[Records contained in a dataset]

use serde::{Deserialize, Serialize};
use std::f64::consts::TAU;

use super::curves::{Curve, Line3d, Ray};
use super::intersection::{self, GeomError, Intersectable, LineLine, LinePlane, PlanePlane};
use super::point::Point3d;
use super::surfaces::Surface;
use super::Evaluable;

/// Closest point of a bounded curve to a query point.
#[derive(Debug, Clone, Copy, PartialEq)]
pub struct CurvePoint {
    pub t: f64,
    pub point: Point3d,
    pub distance: f64,
}

#[derive(Debug, Clone, Copy, PartialEq)]
pub enum CurveCurveHit {
    Point { point: Point3d, t1: f64, t2: f64 },
    /// Coincident stretch, as parameter ranges on both curves.
    Overlap { t1: (f64, f64), t2: (f64, f64) },
}

#[derive(Debug, Clone, PartialEq)]
pub enum CurveSurfaceHit {
    Points(Vec<(Point3d, f64)>),
    /// The whole curve range lies on the surface.
    OnSurface,
}

#[derive(Debug, Clone, PartialEq)]
pub enum SurfaceSurfaceHit {
    Empty,
    Coincident,
    Curves(Vec<Curve>),
}

/// Exact evaluation and intersection queries consumed by the Boolean pipeline.
///
/// Curves are always queried together with their parameter range.
pub trait GeometryEngine: Send + Sync {
    fn project_point_on_curve(
        &self,
        curve: &Curve,
        range: (f64, f64),
        p: &Point3d,
    ) -> Result<CurvePoint, GeomError>;

    fn intersect_curves(
        &self,
        c1: &Curve,
        r1: (f64, f64),
        c2: &Curve,
        r2: (f64, f64),
        tol: f64,
    ) -> Result<Vec<CurveCurveHit>, GeomError>;

    fn intersect_curve_surface(
        &self,
        curve: &Curve,
        range: (f64, f64),
        surface: &Surface,
        tol: f64,
    ) -> Result<CurveSurfaceHit, GeomError>;

    fn intersect_surfaces(&self, s1: &Surface, s2: &Surface, tol: f64) -> Result<SurfaceSurfaceHit, GeomError>;
}

/// Closed-form solutions for lines, circles and planes.
#[derive(Debug, Clone, Copy, Serialize, Deserialize)]
pub struct AnalyticGeometry {
    /// Two nearly parallel segments whose within-tolerance stretch covers
    /// at least this fraction of the shorter one are neither crossing nor
    /// overlapping, and are reported as ambiguous.
    pub near_parallel_fraction: f64,
}

impl Default for AnalyticGeometry {
    fn default() -> Self {
        Self {
            near_parallel_fraction: 0.5,
        }
    }
}

impl AnalyticGeometry {
    fn line_line(
        &self,
        l1: &Line3d,
        (a0, a1): (f64, f64),
        l2: &Line3d,
        (b0, b1): (f64, f64),
        tol: f64,
    ) -> Result<Vec<CurveCurveHit>, GeomError> {
        let d_b = [l1.distance_to_point(&l2.point_at(b0)), l1.distance_to_point(&l2.point_at(b1))];
        let d_a = [l2.distance_to_point(&l1.point_at(a0)), l2.distance_to_point(&l1.point_at(a1))];

        if d_b.iter().all(|d| *d <= tol) || d_a.iter().all(|d| *d <= tol) {
            let s0 = l1.project(&l2.point_at(b0));
            let s1 = l1.project(&l2.point_at(b1));
            let lo = a0.max(s0.min(s1));
            let hi = a1.min(s0.max(s1));
            if hi - lo <= tol {
                return Ok(vec![]);
            }
            let u0 = l2.project(&l1.point_at(lo));
            let u1 = l2.project(&l1.point_at(hi));
            return Ok(vec![CurveCurveHit::Overlap {
                t1: (lo, hi),
                t2: (u0.min(u1), u0.max(u1)),
            }]);
        }

        let sine = l1.direction.cross(&l2.direction).length();
        let shortest = (a1 - a0).abs().min((b1 - b0).abs());
        let near = d_a.iter().chain(d_b.iter()).any(|d| *d <= tol);
        if near && (sine < 1e-300 || 2.0 * tol / sine >= self.near_parallel_fraction * shortest) {
            return Err(GeomError::Ambiguous { tolerance: tol });
        }

        match l1.intersect(l2, tol)? {
            LineLine::Crossing { point, t1, t2 }
                if t1 >= a0 - tol && t1 <= a1 + tol && t2 >= b0 - tol && t2 <= b1 + tol =>
            {
                Ok(vec![CurveCurveHit::Point {
                    point,
                    t1: t1.clamp(a0, a1),
                    t2: t2.clamp(b0, b1),
                }])
            }
            _ => Ok(vec![]),
        }
    }
}

impl GeometryEngine for AnalyticGeometry {
    fn project_point_on_curve(
        &self,
        curve: &Curve,
        (t0, t1): (f64, f64),
        p: &Point3d,
    ) -> Result<CurvePoint, GeomError> {
        let raw = curve.project(p);
        let t = match curve {
            Curve::Line(_) => raw.clamp(t0, t1),
            Curve::Circle(_) => {
                let wrapped = [raw, raw + TAU, raw - TAU]
                    .into_iter()
                    .find(|a| *a >= t0 && *a <= t1);
                match wrapped {
                    Some(a) => a,
                    None if curve.point_at(t0).distance_to(p) <= curve.point_at(t1).distance_to(p) => t0,
                    None => t1,
                }
            }
        };
        if !t.is_finite() {
            return Err(GeomError::NoSolution {
                reason: "projection parameter is not finite".into(),
            });
        }
        let point = curve.point_at(t);
        Ok(CurvePoint {
            t,
            point,
            distance: point.distance_to(p),
        })
    }

    fn intersect_curves(
        &self,
        c1: &Curve,
        r1: (f64, f64),
        c2: &Curve,
        r2: (f64, f64),
        tol: f64,
    ) -> Result<Vec<CurveCurveHit>, GeomError> {
        match (c1, c2) {
            (Curve::Line(l1), Curve::Line(l2)) => self.line_line(l1, r1, l2, r2, tol),
            _ => Err(GeomError::Unsupported {
                first: c1.kind_name(),
                second: c2.kind_name(),
            }),
        }
    }

    fn intersect_curve_surface(
        &self,
        curve: &Curve,
        (t0, t1): (f64, f64),
        surface: &Surface,
        tol: f64,
    ) -> Result<CurveSurfaceHit, GeomError> {
        let Curve::Line(line) = curve else {
            return Err(GeomError::Unsupported {
                first: curve.kind_name(),
                second: surface.kind_name(),
            });
        };
        let p0 = line.point_at(t0);
        let p1 = line.point_at(t1);

        let hits = match surface {
            Surface::Plane(plane) => {
                let d0 = plane.signed_distance(&p0);
                let d1 = plane.signed_distance(&p1);
                if d0.abs() <= tol && d1.abs() <= tol {
                    return Ok(CurveSurfaceHit::OnSurface);
                }
                if (d0 > tol && d1 > tol) || (d0 < -tol && d1 < -tol) {
                    return Ok(CurveSurfaceHit::Points(vec![]));
                }
                return Ok(match line.intersect(plane, tol)? {
                    LinePlane::Crossing { t, .. } => {
                        let t = t.clamp(t0, t1);
                        CurveSurfaceHit::Points(vec![(line.point_at(t), t)])
                    }
                    LinePlane::InPlane => CurveSurfaceHit::OnSurface,
                    LinePlane::Apart => CurveSurfaceHit::Points(vec![]),
                });
            }
            Surface::Cylinder(c) => intersection::ray_cylinder(&Ray::new(p0, line.direction), c),
            Surface::Sphere(s) => intersection::ray_sphere(&Ray::new(p0, line.direction), s),
        };
        Ok(CurveSurfaceHit::Points(
            hits.into_iter()
                .filter(|h| h.t <= t1 - t0 + tol)
                .map(|h| (h.point, (t0 + h.t).min(t1)))
                .collect(),
        ))
    }

    fn intersect_surfaces(&self, s1: &Surface, s2: &Surface, tol: f64) -> Result<SurfaceSurfaceHit, GeomError> {
        match (s1, s2) {
            (Surface::Plane(p1), Surface::Plane(p2)) => Ok(match p1.intersect(p2, tol)? {
                PlanePlane::Line(line) => SurfaceSurfaceHit::Curves(vec![Curve::Line(line)]),
                PlanePlane::Coincident => SurfaceSurfaceHit::Coincident,
                PlanePlane::Parallel => SurfaceSurfaceHit::Empty,
            }),
            _ => Err(GeomError::Unsupported {
                first: s1.kind_name(),
                second: s2.kind_name(),
            }),
        }
    }
}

REQUIRED WORK — Your task is to quote the lines above, beginning with the first and ending with the one that holds "within-tolerance stretch covers".

RESULT FOR THIS TASK —
use serde::{Deserialize, Serialize};
use std::f64::consts::TAU;

use super::curves::{Curve, Line3d, Ray};
use super::intersection::{self, GeomError, Intersectable, LineLine, LinePlane, PlanePlane};
use super::point::Point3d;
use super::surfaces::Surface;
use super::Evaluable;

/// Closest point of a bounded curve to a query point.
#[derive(Debug, Clone, Copy, PartialEq)]
pub struct CurvePoint {
    pub t: f64,
    pub point: Point3d,
    pub distance: f64,
}

#[derive(Debug, Clone, Copy, PartialEq)]
pub enum CurveCurveHit {
    Point { point: Point3d, t1: f64, t2: f64 },
    /// Coincident stretch, as parameter ranges on both curves.
    Overlap { t1: (f64, f64), t2: (f64, f64) },
}

#[derive(Debug, Clone, PartialEq)]
pub enum CurveSurfaceHit {
    Points(Vec<(Point3d, f64)>),
    /// The whole curve range lies on the surface.
    OnSurface,
}

#[derive(Debug, Clone, PartialEq)]
pub enum SurfaceSurfaceHit {
    Empty,
    Coincident,
    Curves(Vec<Curve>),
}

/// Exact evaluation and intersection queries consumed by the Boolean pipeline.
///
/// Curves are always queried together with their parameter range.
pub trait GeometryEngine: Send + Sync {
    fn project_point_on_curve(
        &self,
        curve: &Curve,
        range: (f64, f64),
        p: &Point3d,
    ) -> Result<CurvePoint, GeomError>;

    fn intersect_curves(
        &self,
        c1: &Curve,
        r1: (f64, f64),
        c2: &Curve,
        r2: (f64, f64),
        tol: f64,
    ) -> Result<Vec<CurveCurveHit>, GeomError>;

    fn intersect_curve_surface(
        &self,
        curve: &Curve,
        range: (f64, f64),
        surface: &Surface,
        tol: f64,
    ) -> Result<CurveSurfaceHit, GeomError>;

    fn intersect_surfaces(&self, s1: &Surface, s2: &Surface, tol: f64) -> Result<SurfaceSurfaceHit, GeomError>;
}

/// Closed-form solutions for lines, circles and planes.
#[derive(Debug, Clone, Copy, Serialize, Deserialize)]
pub struct AnalyticGeometry {
    /// Two nearly parallel segments whose within-tolerance stretch covers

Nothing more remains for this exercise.